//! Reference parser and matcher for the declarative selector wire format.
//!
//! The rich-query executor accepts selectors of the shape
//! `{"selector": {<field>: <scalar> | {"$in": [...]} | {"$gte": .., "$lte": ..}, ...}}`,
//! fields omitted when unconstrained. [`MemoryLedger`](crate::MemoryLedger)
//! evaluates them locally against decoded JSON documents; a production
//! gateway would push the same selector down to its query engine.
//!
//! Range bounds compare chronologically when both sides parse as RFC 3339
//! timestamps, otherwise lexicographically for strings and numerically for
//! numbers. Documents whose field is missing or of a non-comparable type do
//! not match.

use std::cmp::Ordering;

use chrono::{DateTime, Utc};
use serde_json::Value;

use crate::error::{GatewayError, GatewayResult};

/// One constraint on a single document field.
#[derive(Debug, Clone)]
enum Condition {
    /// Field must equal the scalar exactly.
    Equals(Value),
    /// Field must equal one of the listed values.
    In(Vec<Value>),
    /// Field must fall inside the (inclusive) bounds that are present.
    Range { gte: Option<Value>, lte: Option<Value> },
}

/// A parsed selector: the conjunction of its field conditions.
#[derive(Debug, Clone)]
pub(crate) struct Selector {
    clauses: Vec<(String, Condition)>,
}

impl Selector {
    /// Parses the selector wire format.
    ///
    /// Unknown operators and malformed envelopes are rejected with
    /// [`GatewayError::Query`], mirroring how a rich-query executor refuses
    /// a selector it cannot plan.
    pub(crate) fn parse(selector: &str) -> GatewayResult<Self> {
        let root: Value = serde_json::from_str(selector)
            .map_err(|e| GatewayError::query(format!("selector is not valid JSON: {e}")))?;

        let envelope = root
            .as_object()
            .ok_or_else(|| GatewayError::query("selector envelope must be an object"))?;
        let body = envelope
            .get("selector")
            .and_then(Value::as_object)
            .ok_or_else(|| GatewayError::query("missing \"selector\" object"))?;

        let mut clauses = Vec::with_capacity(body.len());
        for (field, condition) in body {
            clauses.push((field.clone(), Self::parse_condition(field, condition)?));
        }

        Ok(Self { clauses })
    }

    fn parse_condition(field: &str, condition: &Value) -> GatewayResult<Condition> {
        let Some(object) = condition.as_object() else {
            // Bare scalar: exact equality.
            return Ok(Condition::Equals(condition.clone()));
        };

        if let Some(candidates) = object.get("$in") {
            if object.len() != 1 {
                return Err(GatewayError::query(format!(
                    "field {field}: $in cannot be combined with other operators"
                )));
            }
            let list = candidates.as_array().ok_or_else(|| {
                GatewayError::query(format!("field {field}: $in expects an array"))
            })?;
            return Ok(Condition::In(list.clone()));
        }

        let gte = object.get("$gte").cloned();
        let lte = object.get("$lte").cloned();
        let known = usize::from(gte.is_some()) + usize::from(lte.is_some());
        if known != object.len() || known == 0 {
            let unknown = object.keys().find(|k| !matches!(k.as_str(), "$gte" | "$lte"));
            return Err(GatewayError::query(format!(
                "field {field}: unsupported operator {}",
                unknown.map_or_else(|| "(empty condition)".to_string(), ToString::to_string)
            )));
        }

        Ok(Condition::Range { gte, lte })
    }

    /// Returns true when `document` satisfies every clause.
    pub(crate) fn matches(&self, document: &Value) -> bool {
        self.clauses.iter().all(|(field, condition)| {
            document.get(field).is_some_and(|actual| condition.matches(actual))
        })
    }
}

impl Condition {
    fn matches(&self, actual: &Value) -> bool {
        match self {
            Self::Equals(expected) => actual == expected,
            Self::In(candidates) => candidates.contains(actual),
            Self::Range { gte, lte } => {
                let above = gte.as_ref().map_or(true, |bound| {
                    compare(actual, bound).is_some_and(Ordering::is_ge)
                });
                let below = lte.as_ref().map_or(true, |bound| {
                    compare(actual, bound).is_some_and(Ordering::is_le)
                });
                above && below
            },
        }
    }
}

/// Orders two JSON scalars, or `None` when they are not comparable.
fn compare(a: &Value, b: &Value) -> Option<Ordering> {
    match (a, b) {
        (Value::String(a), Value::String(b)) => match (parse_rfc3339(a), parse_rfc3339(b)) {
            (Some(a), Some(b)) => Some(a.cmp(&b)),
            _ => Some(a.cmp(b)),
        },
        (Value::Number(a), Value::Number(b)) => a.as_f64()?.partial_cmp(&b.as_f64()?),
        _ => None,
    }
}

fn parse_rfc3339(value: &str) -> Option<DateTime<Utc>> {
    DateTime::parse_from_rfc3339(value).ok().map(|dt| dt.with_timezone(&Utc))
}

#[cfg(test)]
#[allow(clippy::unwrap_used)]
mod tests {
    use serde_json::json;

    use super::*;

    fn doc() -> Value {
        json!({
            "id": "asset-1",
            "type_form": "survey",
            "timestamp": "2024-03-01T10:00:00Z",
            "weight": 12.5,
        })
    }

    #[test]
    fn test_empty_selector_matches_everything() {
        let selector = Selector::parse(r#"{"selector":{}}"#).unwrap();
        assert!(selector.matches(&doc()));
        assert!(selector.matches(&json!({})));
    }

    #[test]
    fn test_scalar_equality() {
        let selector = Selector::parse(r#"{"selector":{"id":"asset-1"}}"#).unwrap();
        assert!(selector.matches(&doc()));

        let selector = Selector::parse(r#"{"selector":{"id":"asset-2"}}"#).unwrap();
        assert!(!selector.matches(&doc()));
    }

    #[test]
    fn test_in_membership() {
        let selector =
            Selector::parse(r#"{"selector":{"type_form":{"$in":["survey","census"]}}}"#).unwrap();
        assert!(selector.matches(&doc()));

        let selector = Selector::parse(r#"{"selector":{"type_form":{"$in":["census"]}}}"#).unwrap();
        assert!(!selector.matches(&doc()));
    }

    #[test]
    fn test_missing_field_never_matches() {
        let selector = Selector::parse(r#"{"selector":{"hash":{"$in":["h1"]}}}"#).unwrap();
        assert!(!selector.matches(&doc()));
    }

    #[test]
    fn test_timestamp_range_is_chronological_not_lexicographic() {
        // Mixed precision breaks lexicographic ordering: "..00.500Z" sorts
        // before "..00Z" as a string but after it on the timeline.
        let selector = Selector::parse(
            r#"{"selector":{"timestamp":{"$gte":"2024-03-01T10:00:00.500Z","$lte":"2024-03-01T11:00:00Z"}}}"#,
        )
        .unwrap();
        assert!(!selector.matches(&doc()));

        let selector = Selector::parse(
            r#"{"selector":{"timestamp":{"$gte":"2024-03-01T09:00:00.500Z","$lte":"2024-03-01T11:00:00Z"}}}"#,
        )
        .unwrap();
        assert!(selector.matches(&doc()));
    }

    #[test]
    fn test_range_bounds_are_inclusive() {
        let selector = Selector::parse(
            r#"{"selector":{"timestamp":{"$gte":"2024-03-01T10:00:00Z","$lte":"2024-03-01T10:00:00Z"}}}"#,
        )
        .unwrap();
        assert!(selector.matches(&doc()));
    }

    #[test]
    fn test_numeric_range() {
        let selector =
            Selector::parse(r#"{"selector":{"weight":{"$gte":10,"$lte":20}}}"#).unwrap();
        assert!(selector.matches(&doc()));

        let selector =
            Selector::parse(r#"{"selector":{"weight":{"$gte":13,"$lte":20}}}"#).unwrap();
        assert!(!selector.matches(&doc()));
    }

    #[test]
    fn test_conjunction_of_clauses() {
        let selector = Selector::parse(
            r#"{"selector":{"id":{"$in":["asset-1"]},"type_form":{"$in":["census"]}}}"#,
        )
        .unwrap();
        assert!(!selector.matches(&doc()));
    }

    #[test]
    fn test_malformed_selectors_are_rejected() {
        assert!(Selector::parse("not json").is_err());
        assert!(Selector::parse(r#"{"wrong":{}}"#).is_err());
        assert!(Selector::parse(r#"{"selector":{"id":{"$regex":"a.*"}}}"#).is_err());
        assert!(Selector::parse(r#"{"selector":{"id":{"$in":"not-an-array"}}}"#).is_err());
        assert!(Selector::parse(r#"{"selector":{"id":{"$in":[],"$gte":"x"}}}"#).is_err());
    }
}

■ Task objective:
Please work out how many lines of the listing hold the word "candidates" and reply with only that number.

■ Task response:
3